* _Material supplied_:

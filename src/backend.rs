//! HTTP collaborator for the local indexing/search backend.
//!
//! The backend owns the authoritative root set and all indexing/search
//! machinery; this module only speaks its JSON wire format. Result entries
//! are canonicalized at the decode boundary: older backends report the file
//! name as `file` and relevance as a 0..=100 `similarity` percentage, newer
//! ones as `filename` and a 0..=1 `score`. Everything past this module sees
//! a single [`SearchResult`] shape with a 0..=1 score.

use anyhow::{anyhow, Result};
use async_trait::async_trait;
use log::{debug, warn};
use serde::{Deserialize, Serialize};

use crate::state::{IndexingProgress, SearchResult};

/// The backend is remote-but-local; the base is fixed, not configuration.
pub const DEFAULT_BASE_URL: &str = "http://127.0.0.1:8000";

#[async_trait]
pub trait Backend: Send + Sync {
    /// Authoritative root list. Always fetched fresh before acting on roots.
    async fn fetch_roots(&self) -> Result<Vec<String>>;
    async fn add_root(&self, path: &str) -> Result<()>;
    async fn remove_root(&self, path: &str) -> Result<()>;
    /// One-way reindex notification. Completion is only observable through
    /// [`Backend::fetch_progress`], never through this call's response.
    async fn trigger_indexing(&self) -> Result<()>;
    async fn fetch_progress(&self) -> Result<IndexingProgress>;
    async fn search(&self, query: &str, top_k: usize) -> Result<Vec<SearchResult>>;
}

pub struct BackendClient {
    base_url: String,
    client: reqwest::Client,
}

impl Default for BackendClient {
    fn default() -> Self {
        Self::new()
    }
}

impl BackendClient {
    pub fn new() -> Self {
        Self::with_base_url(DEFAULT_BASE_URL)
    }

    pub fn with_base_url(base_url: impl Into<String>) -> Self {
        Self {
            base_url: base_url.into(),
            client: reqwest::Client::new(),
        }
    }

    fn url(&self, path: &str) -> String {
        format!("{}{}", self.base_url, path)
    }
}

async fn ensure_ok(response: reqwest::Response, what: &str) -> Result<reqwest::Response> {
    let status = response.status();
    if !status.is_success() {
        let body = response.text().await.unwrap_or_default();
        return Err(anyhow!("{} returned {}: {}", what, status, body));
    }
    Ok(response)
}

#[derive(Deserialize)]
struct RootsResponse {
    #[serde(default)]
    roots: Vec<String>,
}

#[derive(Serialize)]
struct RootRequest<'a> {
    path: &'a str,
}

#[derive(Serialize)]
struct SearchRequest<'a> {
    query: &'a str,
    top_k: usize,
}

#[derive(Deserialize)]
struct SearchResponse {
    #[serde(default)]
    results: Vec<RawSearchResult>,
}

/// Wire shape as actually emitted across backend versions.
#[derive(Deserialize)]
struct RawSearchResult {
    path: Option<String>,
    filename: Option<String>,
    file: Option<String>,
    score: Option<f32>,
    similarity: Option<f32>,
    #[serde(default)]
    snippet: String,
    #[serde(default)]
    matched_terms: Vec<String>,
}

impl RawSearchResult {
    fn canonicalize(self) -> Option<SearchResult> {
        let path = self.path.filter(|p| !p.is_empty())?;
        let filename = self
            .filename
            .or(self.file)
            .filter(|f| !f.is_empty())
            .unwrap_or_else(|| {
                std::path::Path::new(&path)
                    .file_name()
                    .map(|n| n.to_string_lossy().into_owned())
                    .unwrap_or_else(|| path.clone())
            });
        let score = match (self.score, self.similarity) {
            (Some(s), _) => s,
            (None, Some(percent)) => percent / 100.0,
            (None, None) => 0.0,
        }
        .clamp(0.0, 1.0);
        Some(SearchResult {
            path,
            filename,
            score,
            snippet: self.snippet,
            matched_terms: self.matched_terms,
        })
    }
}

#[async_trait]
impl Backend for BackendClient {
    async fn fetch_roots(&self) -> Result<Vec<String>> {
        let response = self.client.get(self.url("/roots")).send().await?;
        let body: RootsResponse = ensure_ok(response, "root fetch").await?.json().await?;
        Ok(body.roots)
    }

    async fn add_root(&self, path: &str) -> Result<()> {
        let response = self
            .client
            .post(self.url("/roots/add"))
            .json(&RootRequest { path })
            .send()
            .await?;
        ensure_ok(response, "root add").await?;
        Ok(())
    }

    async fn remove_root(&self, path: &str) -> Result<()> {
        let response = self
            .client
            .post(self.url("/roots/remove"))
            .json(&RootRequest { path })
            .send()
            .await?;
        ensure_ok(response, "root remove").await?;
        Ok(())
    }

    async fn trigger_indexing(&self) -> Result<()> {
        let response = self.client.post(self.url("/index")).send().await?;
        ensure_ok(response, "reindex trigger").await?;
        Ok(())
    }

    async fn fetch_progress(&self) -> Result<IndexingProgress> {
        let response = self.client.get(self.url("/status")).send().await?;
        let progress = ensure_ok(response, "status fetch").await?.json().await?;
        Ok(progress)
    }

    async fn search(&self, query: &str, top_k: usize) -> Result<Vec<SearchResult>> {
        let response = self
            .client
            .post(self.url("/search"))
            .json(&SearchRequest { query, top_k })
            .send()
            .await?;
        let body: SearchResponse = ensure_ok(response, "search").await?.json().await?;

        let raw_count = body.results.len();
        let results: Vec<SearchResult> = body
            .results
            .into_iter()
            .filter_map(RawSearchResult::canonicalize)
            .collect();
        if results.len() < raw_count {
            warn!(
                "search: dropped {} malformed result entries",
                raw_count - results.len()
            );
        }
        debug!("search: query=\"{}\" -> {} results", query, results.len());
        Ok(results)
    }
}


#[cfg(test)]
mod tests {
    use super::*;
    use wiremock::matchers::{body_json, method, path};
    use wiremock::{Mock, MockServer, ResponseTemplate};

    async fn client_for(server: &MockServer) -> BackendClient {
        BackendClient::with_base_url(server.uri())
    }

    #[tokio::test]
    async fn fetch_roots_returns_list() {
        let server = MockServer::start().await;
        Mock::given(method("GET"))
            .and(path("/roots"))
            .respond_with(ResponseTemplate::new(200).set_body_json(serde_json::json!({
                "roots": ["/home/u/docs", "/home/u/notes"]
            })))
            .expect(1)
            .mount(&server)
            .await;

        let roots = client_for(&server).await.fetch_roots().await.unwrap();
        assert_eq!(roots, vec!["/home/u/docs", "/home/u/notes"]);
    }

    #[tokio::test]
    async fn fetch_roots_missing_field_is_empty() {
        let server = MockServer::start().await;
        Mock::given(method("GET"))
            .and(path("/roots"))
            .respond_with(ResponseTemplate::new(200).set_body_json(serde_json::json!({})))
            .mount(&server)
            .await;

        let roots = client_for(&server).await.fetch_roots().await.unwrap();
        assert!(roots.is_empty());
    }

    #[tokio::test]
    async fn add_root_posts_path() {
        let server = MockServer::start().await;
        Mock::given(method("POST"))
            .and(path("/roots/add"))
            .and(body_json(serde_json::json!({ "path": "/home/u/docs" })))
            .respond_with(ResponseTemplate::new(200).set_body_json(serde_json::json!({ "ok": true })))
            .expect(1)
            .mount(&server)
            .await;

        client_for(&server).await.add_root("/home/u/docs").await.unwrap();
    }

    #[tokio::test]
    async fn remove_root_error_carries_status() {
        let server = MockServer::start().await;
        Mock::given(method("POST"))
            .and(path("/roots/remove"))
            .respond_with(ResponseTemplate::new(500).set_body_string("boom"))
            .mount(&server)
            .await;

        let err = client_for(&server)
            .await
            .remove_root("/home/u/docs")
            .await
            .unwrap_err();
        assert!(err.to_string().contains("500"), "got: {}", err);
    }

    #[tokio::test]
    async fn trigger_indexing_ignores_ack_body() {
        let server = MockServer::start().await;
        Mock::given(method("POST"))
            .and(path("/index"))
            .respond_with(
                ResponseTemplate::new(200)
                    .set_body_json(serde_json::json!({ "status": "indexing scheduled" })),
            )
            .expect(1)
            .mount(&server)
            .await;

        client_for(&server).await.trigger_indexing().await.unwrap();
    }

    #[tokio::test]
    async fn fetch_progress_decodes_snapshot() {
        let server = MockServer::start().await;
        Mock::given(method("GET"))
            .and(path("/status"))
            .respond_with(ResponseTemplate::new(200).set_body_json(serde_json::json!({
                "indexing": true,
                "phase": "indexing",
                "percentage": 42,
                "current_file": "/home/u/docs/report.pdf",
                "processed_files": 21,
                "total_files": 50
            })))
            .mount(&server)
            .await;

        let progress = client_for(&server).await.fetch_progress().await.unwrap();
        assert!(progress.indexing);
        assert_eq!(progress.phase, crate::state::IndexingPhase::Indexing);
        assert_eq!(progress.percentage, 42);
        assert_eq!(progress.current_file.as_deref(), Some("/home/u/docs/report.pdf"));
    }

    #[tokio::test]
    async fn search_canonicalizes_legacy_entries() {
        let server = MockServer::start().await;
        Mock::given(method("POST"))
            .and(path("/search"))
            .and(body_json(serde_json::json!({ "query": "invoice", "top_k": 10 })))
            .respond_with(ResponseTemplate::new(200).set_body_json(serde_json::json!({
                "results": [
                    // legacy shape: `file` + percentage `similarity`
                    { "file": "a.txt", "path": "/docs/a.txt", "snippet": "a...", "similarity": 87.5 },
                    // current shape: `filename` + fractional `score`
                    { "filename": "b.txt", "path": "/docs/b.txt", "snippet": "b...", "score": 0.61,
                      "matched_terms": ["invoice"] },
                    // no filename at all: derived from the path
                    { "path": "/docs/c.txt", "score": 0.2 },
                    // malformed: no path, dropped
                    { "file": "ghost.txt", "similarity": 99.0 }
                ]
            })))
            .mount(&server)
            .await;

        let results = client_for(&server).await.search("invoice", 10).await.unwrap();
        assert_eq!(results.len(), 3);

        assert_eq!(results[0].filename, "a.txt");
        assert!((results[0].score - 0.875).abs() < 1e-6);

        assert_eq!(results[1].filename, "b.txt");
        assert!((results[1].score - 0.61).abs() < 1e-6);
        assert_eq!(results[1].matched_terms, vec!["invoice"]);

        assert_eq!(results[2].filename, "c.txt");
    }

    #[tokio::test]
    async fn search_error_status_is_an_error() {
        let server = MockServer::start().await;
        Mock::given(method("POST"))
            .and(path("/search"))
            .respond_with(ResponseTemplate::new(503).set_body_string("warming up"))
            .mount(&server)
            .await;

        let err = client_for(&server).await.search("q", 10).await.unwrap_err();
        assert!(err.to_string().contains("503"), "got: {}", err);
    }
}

* _Exercise objective_: Your answer should be a single number: how many lines in the data above include "this"?

* _Output below_: 3